▸ **EXERCISE AIM**
The lines below that include the word "CoinGeckoApiConfig" are to be reported.

Saved entries
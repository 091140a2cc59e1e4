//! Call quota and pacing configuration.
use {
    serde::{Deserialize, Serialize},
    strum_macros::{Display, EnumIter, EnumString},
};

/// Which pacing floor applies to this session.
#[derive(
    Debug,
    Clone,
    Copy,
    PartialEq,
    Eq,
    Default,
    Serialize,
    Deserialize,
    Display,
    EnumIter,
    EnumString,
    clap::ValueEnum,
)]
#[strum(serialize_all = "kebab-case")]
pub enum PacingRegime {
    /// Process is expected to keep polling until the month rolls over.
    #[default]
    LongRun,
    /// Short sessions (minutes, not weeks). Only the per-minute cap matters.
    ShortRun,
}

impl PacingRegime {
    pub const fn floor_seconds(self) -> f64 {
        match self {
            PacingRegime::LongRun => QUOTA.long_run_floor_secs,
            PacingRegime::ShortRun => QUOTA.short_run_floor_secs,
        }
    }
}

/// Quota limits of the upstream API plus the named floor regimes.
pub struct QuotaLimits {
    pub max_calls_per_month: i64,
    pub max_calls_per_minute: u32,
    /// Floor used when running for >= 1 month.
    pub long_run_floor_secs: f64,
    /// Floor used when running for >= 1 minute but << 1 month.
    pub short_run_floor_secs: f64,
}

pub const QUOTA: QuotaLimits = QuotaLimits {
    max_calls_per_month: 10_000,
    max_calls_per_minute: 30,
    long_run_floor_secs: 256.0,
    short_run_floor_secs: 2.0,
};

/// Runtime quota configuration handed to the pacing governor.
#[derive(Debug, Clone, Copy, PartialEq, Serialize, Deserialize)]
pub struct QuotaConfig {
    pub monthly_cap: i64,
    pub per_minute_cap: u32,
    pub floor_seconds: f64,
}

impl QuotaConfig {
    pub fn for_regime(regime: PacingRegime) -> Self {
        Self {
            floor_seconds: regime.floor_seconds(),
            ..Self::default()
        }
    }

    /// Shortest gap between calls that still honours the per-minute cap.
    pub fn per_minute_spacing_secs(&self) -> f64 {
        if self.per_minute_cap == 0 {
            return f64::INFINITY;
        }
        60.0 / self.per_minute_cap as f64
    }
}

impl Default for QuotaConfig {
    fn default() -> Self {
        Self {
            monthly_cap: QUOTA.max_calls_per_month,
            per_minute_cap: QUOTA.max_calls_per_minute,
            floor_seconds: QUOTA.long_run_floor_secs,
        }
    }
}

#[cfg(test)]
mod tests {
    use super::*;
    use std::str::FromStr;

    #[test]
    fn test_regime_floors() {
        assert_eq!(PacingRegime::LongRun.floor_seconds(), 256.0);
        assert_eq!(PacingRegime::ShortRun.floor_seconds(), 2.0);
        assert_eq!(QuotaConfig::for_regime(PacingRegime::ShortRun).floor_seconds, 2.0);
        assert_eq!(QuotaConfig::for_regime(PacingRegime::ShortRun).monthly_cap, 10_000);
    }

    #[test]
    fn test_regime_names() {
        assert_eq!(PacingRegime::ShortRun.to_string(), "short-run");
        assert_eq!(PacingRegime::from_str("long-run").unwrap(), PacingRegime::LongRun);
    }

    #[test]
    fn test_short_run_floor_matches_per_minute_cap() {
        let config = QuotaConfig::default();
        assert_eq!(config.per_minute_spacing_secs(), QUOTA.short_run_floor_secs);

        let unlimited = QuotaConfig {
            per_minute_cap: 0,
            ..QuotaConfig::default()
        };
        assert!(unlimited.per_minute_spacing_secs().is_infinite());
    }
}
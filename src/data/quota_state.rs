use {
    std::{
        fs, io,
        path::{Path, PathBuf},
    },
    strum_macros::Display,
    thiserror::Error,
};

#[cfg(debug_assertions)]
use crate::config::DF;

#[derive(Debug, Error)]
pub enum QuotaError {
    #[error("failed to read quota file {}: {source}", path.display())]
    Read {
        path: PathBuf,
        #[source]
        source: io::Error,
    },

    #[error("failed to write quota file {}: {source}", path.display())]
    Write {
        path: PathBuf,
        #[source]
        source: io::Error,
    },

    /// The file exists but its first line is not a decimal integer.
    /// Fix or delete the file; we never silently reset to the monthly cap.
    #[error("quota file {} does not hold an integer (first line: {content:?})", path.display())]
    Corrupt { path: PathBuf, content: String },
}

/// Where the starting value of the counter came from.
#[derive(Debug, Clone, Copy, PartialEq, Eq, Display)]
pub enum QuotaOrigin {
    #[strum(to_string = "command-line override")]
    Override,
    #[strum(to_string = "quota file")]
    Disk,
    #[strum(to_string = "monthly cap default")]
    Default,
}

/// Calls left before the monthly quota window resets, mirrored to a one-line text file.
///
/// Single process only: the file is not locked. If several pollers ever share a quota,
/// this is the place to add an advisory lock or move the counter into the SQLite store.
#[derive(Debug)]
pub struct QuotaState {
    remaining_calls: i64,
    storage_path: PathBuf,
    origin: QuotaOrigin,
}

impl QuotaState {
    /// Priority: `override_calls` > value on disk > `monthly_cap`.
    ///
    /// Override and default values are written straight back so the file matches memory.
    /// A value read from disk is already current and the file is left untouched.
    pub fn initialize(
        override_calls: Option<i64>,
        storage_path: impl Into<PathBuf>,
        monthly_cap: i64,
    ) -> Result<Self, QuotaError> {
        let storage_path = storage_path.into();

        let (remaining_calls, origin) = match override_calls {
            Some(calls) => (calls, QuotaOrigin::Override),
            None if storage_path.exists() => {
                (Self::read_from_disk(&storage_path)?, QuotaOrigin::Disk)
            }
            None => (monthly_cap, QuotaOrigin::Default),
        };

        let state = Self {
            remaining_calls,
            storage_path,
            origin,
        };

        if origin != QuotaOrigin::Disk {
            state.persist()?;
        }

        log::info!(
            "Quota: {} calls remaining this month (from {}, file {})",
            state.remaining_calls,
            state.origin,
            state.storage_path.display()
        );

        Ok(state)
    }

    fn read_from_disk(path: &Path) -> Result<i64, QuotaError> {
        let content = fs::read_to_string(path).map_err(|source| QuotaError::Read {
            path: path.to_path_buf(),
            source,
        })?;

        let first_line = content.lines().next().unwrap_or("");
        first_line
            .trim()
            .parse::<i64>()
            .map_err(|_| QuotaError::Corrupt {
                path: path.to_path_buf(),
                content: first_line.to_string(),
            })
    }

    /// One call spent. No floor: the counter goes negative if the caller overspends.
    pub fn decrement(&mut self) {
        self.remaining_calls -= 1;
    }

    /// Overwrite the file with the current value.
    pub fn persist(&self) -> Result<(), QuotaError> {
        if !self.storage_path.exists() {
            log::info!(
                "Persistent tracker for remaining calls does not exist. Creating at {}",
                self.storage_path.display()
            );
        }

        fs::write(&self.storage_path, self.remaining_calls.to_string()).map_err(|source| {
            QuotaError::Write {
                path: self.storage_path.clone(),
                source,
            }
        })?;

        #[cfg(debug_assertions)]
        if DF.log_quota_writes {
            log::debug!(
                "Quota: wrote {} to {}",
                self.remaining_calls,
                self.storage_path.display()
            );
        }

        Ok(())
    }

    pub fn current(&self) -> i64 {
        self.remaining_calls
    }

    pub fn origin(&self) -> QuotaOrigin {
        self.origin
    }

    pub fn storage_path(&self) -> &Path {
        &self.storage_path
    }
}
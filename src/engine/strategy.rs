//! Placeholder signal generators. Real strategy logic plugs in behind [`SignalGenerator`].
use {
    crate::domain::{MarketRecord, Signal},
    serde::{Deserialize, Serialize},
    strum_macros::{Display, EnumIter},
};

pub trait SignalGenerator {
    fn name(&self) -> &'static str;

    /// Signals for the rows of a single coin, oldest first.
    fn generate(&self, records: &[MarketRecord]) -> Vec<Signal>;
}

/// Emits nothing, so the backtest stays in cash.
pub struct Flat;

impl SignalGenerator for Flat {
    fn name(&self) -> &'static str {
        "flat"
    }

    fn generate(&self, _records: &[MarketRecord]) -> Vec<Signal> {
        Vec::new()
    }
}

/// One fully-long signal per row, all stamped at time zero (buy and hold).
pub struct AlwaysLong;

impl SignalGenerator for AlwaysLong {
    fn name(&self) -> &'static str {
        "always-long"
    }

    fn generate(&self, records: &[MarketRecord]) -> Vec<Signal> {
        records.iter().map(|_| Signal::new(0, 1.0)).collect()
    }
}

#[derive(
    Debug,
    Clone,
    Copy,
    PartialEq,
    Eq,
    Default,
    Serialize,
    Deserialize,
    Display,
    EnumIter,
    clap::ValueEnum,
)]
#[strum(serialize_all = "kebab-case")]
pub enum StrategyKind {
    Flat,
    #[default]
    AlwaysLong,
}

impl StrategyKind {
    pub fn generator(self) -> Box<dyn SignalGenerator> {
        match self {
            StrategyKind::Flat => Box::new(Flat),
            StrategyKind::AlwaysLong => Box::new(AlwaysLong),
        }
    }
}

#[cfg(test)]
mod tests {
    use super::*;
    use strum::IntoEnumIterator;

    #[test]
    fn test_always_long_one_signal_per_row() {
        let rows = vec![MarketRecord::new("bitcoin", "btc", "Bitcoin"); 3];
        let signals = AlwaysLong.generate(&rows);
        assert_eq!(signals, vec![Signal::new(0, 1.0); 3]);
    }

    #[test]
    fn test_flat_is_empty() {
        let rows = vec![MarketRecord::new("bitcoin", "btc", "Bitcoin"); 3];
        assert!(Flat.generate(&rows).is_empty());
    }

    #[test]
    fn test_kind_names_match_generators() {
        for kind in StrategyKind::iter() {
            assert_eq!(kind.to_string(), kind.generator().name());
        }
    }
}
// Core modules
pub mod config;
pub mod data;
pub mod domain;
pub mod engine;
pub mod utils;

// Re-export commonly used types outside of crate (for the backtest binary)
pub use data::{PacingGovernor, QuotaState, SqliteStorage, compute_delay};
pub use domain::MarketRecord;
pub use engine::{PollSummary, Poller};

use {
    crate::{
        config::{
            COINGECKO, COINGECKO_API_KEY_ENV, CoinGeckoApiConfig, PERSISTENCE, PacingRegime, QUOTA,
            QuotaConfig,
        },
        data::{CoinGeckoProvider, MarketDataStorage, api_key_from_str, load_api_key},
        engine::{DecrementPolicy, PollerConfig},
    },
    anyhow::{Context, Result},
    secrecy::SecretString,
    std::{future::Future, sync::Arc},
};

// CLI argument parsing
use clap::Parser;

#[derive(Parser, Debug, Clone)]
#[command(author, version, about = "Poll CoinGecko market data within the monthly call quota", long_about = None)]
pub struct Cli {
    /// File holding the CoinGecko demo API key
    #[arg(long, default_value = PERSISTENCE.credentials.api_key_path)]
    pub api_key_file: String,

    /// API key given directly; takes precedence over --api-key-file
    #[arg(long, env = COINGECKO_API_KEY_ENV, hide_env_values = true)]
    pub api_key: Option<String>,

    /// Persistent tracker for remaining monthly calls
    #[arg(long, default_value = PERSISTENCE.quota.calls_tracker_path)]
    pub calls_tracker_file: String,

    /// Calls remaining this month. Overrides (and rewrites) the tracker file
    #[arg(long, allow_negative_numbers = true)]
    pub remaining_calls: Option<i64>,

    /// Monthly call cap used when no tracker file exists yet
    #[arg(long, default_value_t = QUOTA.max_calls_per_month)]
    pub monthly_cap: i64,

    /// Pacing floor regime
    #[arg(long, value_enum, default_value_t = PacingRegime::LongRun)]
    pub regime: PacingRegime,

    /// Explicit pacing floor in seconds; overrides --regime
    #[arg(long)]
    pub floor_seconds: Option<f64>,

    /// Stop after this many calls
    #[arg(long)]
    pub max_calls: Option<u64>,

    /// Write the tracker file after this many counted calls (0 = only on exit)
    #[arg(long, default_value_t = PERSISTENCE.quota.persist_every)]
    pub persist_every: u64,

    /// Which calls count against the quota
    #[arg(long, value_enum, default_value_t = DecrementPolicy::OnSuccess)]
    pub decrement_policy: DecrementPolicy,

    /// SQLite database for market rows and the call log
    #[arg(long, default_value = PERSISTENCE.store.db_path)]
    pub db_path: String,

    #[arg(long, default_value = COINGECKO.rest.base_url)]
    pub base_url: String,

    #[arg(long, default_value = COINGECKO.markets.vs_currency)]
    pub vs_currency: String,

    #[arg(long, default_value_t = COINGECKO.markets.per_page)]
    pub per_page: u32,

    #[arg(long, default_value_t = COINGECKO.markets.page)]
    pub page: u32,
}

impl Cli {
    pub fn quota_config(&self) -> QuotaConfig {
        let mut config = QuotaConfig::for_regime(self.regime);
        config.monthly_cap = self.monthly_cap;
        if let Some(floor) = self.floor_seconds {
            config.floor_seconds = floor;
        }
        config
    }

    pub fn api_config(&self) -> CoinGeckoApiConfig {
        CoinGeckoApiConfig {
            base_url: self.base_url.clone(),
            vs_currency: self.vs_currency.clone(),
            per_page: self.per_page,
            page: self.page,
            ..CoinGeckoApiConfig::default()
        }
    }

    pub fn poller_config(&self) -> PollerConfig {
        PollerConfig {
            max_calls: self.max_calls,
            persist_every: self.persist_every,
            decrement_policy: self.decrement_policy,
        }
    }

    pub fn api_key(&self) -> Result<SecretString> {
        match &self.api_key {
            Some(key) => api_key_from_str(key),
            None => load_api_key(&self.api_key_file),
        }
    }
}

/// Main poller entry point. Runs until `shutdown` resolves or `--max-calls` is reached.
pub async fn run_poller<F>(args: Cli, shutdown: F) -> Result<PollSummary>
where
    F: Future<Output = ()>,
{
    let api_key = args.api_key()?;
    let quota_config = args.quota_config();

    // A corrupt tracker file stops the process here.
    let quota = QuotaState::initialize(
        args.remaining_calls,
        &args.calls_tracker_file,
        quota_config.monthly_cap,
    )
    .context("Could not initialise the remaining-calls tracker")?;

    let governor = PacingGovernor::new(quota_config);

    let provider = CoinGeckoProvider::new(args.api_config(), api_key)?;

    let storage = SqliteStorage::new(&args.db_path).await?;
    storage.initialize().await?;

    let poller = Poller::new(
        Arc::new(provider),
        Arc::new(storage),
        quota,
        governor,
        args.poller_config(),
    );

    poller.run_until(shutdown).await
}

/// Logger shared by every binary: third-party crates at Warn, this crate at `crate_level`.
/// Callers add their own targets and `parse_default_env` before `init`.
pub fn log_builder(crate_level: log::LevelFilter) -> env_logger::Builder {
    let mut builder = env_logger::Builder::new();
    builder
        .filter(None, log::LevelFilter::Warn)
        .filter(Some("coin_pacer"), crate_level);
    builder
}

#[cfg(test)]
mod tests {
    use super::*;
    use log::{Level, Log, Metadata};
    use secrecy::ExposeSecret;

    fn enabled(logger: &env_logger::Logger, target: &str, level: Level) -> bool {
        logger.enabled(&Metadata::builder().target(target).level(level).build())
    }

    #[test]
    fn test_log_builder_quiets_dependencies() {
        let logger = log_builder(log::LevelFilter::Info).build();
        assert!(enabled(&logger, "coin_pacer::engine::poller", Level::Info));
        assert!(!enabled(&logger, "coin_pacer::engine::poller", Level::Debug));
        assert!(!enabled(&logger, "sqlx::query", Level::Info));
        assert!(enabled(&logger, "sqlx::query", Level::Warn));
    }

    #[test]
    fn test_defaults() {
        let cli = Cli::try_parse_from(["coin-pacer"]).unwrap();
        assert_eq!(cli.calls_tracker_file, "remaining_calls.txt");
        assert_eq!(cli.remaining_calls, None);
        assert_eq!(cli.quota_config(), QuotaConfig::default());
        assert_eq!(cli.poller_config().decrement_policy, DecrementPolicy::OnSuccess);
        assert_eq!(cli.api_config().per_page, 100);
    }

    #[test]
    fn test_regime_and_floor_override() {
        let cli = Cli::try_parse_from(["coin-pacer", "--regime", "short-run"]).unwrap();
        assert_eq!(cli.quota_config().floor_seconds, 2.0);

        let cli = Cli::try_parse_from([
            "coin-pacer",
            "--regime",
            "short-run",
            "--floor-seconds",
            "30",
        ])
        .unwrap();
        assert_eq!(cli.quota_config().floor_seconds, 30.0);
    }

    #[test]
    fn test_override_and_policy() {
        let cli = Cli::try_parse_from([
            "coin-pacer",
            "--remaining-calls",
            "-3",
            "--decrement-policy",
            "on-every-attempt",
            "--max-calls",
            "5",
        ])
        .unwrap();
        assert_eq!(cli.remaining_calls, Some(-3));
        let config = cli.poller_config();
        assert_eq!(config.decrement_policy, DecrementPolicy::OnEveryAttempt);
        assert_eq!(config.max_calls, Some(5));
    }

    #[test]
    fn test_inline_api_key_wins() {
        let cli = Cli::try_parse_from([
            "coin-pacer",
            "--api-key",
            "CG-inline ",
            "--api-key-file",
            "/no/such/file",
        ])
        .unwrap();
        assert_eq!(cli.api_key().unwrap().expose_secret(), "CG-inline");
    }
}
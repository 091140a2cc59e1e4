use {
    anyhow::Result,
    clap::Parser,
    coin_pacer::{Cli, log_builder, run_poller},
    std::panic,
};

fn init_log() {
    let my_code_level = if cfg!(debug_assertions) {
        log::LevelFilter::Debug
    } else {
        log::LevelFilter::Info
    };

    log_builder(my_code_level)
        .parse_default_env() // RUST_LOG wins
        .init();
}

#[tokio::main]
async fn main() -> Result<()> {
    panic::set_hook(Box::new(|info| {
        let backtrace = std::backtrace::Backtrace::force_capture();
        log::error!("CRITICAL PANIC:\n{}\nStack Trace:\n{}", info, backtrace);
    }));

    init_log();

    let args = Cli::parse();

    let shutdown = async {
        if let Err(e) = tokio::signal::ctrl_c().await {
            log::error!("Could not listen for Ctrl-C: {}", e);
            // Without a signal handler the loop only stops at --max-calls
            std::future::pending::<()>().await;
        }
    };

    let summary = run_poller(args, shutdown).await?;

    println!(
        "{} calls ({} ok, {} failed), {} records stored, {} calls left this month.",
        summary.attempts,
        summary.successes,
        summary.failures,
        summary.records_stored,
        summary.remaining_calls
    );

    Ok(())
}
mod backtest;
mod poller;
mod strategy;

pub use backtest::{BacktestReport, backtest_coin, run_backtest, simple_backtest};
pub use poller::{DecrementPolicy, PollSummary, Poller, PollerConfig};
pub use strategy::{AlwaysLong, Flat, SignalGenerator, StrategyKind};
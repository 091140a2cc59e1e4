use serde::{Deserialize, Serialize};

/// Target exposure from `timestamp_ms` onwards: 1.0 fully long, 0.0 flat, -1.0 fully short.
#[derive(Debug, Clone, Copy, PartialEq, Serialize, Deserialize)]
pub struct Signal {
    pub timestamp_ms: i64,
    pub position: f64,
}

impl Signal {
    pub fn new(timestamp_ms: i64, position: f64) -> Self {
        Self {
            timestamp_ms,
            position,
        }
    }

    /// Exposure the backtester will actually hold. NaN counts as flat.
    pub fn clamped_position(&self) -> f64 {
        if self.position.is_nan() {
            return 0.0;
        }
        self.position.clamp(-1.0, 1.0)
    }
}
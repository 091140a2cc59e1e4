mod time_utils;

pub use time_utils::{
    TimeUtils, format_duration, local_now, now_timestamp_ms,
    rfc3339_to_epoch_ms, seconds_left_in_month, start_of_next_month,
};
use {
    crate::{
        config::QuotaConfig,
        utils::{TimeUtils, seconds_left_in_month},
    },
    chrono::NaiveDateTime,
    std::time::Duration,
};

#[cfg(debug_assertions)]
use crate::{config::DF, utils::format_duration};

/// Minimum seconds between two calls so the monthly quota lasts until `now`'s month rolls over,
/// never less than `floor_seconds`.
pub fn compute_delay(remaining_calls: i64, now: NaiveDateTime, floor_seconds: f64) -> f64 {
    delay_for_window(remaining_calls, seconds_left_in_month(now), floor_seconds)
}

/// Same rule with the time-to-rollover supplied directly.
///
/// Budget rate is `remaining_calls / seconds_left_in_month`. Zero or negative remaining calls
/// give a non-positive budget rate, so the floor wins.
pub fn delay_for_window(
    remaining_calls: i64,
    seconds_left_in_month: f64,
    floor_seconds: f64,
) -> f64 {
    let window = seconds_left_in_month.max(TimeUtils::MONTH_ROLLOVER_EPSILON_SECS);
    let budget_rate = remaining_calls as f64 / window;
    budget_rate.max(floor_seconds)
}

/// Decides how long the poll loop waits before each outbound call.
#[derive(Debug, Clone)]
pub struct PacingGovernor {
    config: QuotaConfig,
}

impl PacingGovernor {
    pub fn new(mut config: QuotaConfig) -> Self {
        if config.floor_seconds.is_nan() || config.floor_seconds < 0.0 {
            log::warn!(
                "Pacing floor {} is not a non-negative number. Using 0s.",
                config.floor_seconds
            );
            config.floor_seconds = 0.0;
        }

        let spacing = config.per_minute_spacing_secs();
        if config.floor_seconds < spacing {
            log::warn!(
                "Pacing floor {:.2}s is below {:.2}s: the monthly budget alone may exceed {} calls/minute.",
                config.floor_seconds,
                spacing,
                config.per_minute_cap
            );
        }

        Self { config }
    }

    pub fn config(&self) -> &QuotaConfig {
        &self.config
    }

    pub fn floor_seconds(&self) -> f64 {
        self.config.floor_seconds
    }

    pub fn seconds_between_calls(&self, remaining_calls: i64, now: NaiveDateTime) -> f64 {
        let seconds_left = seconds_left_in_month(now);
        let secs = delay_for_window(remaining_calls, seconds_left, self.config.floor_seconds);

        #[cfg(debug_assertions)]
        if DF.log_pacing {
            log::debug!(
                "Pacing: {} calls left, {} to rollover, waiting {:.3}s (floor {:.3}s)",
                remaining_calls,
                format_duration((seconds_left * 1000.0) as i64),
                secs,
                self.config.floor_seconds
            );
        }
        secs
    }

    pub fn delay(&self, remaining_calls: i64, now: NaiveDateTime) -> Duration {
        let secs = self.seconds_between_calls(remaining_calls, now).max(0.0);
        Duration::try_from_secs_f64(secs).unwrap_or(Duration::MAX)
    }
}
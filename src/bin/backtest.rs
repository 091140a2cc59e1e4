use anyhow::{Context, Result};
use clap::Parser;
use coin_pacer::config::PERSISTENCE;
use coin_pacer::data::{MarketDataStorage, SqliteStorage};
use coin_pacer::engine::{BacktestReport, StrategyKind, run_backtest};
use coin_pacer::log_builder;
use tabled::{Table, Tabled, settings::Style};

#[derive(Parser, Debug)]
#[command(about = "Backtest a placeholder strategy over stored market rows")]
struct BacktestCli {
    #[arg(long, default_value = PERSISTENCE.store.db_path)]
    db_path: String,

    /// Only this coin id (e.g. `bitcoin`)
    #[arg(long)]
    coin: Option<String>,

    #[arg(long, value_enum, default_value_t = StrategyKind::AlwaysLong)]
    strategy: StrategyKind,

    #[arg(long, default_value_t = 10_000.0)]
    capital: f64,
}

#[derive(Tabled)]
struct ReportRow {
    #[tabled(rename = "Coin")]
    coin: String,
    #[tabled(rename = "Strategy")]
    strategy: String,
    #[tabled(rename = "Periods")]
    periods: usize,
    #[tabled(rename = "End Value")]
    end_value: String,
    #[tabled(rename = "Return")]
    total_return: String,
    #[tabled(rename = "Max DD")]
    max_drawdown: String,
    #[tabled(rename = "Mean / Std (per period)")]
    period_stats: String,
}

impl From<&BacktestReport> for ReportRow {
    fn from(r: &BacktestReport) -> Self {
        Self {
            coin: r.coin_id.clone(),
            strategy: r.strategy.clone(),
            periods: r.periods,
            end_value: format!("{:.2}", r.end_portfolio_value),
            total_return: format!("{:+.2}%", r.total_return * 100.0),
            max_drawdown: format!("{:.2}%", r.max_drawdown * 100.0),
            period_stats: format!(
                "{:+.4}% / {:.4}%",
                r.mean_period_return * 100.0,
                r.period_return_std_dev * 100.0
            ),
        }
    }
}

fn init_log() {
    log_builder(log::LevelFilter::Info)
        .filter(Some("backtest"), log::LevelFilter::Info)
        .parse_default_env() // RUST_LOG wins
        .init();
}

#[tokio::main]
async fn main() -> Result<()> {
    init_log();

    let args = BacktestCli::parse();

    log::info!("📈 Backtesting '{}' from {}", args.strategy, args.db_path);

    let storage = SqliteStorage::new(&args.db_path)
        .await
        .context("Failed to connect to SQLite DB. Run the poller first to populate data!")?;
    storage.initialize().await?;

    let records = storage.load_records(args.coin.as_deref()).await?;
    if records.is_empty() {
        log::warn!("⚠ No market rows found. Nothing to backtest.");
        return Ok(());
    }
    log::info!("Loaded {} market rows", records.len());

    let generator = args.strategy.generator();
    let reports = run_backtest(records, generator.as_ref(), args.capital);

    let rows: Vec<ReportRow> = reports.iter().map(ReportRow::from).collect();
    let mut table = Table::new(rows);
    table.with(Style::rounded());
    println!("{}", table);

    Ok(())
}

▸ **TASK OUTPUT**
            COINGECKO, COINGECKO_API_KEY_ENV, CoinGeckoApiConfig, PERSISTENCE, PacingRegime, QUOTA,
    pub fn api_config(&self) -> CoinGeckoApiConfig {
        CoinGeckoApiConfig {
            ..CoinGeckoApiConfig::default()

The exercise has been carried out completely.